Marriages between adjacent generations are not allowed. Marriage has to be within the same generation, defined by links between siblings those of marriage, or within alternating generations, +2/-2
So imagine that we have Relation 1 to male or husband's parent as in this file and 2 to wife's or a woman's parent.
Now if you transpose Relation 2 and take the relational composition of 1 and 2inverse to get Z=sisters these nodes in a Pgraph will contain the ZsHusbands, and these will form directed chains.
Compute the large components of these chain sets.
Then take each component and compute within each the grandchild/grandparent relations as the composition of (1 and 2) with (1 and 2), resulting in a directed chain of length 2. Go to Draw and use these to sort generations using Depth/Acyclic and putting the nodes with no children at the bottom. These are the layers of alternating generations. Give each such layer a distinct partition color from all other such layers.
Keep these partitions and show them superimposed on the depth/generations.
Question is: do these two methods of computing generations roughly correspond? If not:
Compute the (number of) parent/child relations between the alternating generation partitions.

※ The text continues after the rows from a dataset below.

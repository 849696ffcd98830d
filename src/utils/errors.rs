use thiserror::Error;

#[derive(Error, Debug)]
pub enum ImporterError {
    #[error("IO error: {0}")]
    IoError(#[from] std::io::Error),

    #[error("CSV error: {0}")]
    CsvError(#[from] csv::Error),

    #[error("API error: {0}")]
    ApiError(String),

    #[error("Missing column: {0}")]
    MissingColumn(&'static str),

    #[error("Configuration error: {0}")]
    ConfigError(String),

    #[error("HTTP request error: {0}")]
    HttpError(#[from] reqwest::Error),

    #[error("JSON error: {0}")]
    JsonError(#[from] serde_json::Error),

    #[error("File not found: {0}")]
    FileNotFound(String),
}

pub type Result<T> = std::result::Result<T, ImporterError>;

#[cfg(test)]
mod tests {
    use super::*;

    #[test]
    fn test_missing_column_message_names_column() {
        let err = ImporterError::MissingColumn("companyName");
        assert_eq!(err.to_string(), "Missing column: companyName");
    }

    #[test]
    fn test_io_error_converts() {
        let io = std::io::Error::new(std::io::ErrorKind::NotFound, "gone");
        let err: ImporterError = io.into();
        assert!(matches!(err, ImporterError::IoError(_)));
    }
}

If they form a depth partion, renumber the AG generations accordingly.
[edit] Alternate statement
An algorithm to find generations in section systems with marriages between +2/-2 generation relatives must first find whether there are several components connected through sibling-in-law chains, and if not, to report that there are no alternating generations and thus no sections. Then these components would be ordered internally and externally by their parent-child ties, which can only be an even number of generations deep in a section system. If this intersection of parental ordering and potentially alternating generations do not sort out in a way so that parent-child links traverse an odd number of generations starting from parent or child, then there are no alternating generations and no sections)
[edit] Question
Does it look to you like this is computable? If there were no +2/-2 pgraph marriages and no marriages in adjacent generations then the R1 composition with R2inverse would create separate components whose partition would correspond to generations. WikiSysopWikiSysop 15:26, 9 August 2008 (PDT)